First, judicial doctrine should be more attentive to oversight accountability.It is not controversial that courts should enforce legislative decisions where there are legislative decisions to enforce. However, contemporary legislation increasingly addresses situations where neither the dimensions of the problems nor their solutions can be known in advance of intervention. Legislation thus becomes procedural and involves fewer decisions of the kind that generate substantive “law to apply”. Courts should not try to squeeze determinate guidance out of texts that do not reflect any determinate understanding. At the same time, they should be more willing in situations of statutory ambiguity to intervene to require measures that reinforce political accountability. Chevron suggests the right sequence – first, consider whether the statute gives the agency discretion and then, whether the agency has acted reasonably. But the second step should be less interpretive and more procedural. It bears on reasonableness whether the agency has acted coherently, reflectively, and transparently.

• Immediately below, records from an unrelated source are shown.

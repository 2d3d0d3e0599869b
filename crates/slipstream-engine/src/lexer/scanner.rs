//! The scanner that produces tokens from source text.

use super::{Span, Token, TokenKind};

/// A scanner that tokenizes JavaScript source code.
pub struct Scanner<'a> {
    chars: std::iter::Peekable<std::str::CharIndices<'a>>,
    current_pos: usize,
}

impl<'a> Scanner<'a> {
    /// Creates a new scanner for the given source code.
    pub fn new(source: &'a str) -> Self {
        Self {
            chars: source.char_indices().peekable(),
            current_pos: 0,
        }
    }

    /// Returns the next token from the source.
    pub fn next_token(&mut self) -> Token {
        self.skip_whitespace_and_comments();

        let start = self.current_pos;

        let Some(ch) = self.advance() else {
            return Token::new(TokenKind::Eof, Span::new(start, start));
        };

        let kind = match ch {
            '{' => TokenKind::LeftBrace,
            '}' => TokenKind::RightBrace,
            '(' => TokenKind::LeftParen,
            ')' => TokenKind::RightParen,
            '[' => TokenKind::LeftBracket,
            ']' => TokenKind::RightBracket,
            ';' => TokenKind::Semicolon,
            ',' => TokenKind::Comma,
            ':' => TokenKind::Colon,
            '.' => TokenKind::Dot,
            '+' => TokenKind::Plus,
            '-' => TokenKind::Minus,
            '*' => TokenKind::Star,
            '/' => TokenKind::Slash,
            '%' => TokenKind::Percent,
            '=' => self.scan_equal(),
            '!' => self.scan_bang(),
            '<' => {
                if self.eat('=') {
                    TokenKind::LessEq
                } else {
                    TokenKind::Less
                }
            }
            '>' => {
                if self.eat('=') {
                    TokenKind::GreaterEq
                } else {
                    TokenKind::Greater
                }
            }
            '&' => {
                if self.eat('&') {
                    TokenKind::AmpAmp
                } else {
                    TokenKind::Unexpected('&')
                }
            }
            '|' => {
                if self.eat('|') {
                    TokenKind::PipePipe
                } else {
                    TokenKind::Unexpected('|')
                }
            }
            '"' | '\'' => self.scan_string(ch),
            '0'..='9' => self.scan_number(ch),
            c if unicode_xid::UnicodeXID::is_xid_start(c) || c == '_' || c == '$' => {
                self.scan_identifier(c)
            }
            c => TokenKind::Unexpected(c),
        };

        Token::new(kind, Span::new(start, self.current_pos))
    }

    fn advance(&mut self) -> Option<char> {
        let (pos, ch) = self.chars.next()?;
        self.current_pos = pos + ch.len_utf8();
        Some(ch)
    }

    fn peek(&mut self) -> Option<char> {
        self.chars.peek().map(|&(_, c)| c)
    }

    fn eat(&mut self, expected: char) -> bool {
        if self.peek() == Some(expected) {
            self.advance();
            true
        } else {
            false
        }
    }

    fn skip_whitespace_and_comments(&mut self) {
        loop {
            match self.peek() {
                Some(c) if c.is_whitespace() => {
                    self.advance();
                }
                Some('/') => {
                    // Look ahead one more character without consuming the slash
                    let mut clone = self.chars.clone();
                    clone.next();
                    match clone.peek().map(|&(_, c)| c) {
                        Some('/') => {
                            while let Some(c) = self.peek() {
                                if c == '\n' {
                                    break;
                                }
                                self.advance();
                            }
                        }
                        Some('*') => {
                            self.advance();
                            self.advance();
                            let mut prev = '\0';
                            while let Some(c) = self.advance() {
                                if prev == '*' && c == '/' {
                                    break;
                                }
                                prev = c;
                            }
                        }
                        _ => break,
                    }
                }
                _ => break,
            }
        }
    }

    fn scan_equal(&mut self) -> TokenKind {
        if self.eat('=') {
            if self.eat('=') {
                TokenKind::StrictEq
            } else {
                TokenKind::Eq
            }
        } else {
            TokenKind::Assign
        }
    }

    fn scan_bang(&mut self) -> TokenKind {
        if self.eat('=') {
            if self.eat('=') {
                TokenKind::StrictNotEq
            } else {
                TokenKind::NotEq
            }
        } else {
            TokenKind::Bang
        }
    }

    fn scan_string(&mut self, quote: char) -> TokenKind {
        let mut value = String::new();
        loop {
            match self.advance() {
                None => return TokenKind::Unexpected(quote),
                Some(c) if c == quote => break,
                Some('\\') => match self.advance() {
                    Some('n') => value.push('\n'),
                    Some('t') => value.push('\t'),
                    Some('r') => value.push('\r'),
                    Some('0') => value.push('\0'),
                    Some(c) => value.push(c),
                    None => return TokenKind::Unexpected(quote),
                },
                Some(c) => value.push(c),
            }
        }
        TokenKind::String(value)
    }

    fn scan_number(&mut self, first: char) -> TokenKind {
        let mut text = String::new();
        text.push(first);
        while let Some(c) = self.peek() {
            if c.is_ascii_digit() || c == '.' {
                text.push(c);
                self.advance();
            } else {
                break;
            }
        }
        match text.parse::<f64>() {
            Ok(n) => TokenKind::Number(n),
            Err(_) => TokenKind::Unexpected(first),
        }
    }

    fn scan_identifier(&mut self, first: char) -> TokenKind {
        let mut name = String::new();
        name.push(first);
        while let Some(c) = self.peek() {
            if unicode_xid::UnicodeXID::is_xid_continue(c) || c == '$' {
                name.push(c);
                self.advance();
            } else {
                break;
            }
        }
        match name.as_str() {
            "const" => TokenKind::Const,
            "else" => TokenKind::Else,
            "false" => TokenKind::False,
            "function" => TokenKind::Function,
            "if" => TokenKind::If,
            "let" => TokenKind::Let,
            "null" => TokenKind::Null,
            "return" => TokenKind::Return,
            "true" => TokenKind::True,
            "typeof" => TokenKind::Typeof,
            "var" => TokenKind::Var,
            "while" => TokenKind::While,
            _ => TokenKind::Identifier(name),
        }
    }
}

#[cfg(test)]
mod tests {
    use super::*;

    fn kinds(src: &str) -> Vec<TokenKind> {
        let mut scanner = Scanner::new(src);
        let mut out = Vec::new();
        loop {
            let token = scanner.next_token();
            if token.kind == TokenKind::Eof {
                break;
            }
            out.push(token.kind);
        }
        out
    }

    #[test]
    fn test_scan_numbers_and_strings() {
        assert_eq!(
            kinds("42 'hi'"),
            vec![TokenKind::Number(42.0), TokenKind::String("hi".into())]
        );
        assert_eq!(kinds("3.5"), vec![TokenKind::Number(3.5)]);
    }

    #[test]
    fn test_scan_operators() {
        assert_eq!(
            kinds("== === != !== <="),
            vec![
                TokenKind::Eq,
                TokenKind::StrictEq,
                TokenKind::NotEq,
                TokenKind::StrictNotEq,
                TokenKind::LessEq,
            ]
        );
    }

    #[test]
    fn test_scan_keywords_and_identifiers() {
        assert_eq!(
            kinds("var foo function"),
            vec![
                TokenKind::Var,
                TokenKind::Identifier("foo".into()),
                TokenKind::Function,
            ]
        );
    }

    #[test]
    fn test_skip_comments() {
        assert_eq!(
            kinds("1 // line\n/* block */ 2"),
            vec![TokenKind::Number(1.0), TokenKind::Number(2.0)]
        );
    }

    #[test]
    fn test_string_escapes() {
        assert_eq!(
            kinds(r#""a\nb""#),
            vec![TokenKind::String("a\nb".into())]
        );
    }
}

Second, doctrine should be less intensely focused on rule-making and less deferential to non-rule-governed activity (in APA-speak, to informal adjudication). The burden of rule-focused review should be lessened, perhaps by eliminating pre-enforcement review or by more deference to procedurally adequate decisions. At the same time, the court should not leave non-rule-governed administration immune from “arbitrary-and-capricious” review. Recent judicial practice in structural reform cases shows that courts can intervene to enforce accountability without dictating the substantive terms of administrative practice. It also shows that courts can explicitly take into account the level of administrative dysfunction in deciding when intervention is appropriate. Canonical doctrine purports to rely on categorical indicators as to when intervention is appropriate. Structural reform doctrine, more plausibly, often insists on a showing of major dysfunction. 
Third, appropriate error-detection efforts should not be framed exclusively in terms of duties of individual fairness to complainants. Responsible administration requires proactive efforts to identify and remedy errors, and it often also requires a diagnostic approach to error that seeks the systemic implications of particular problems.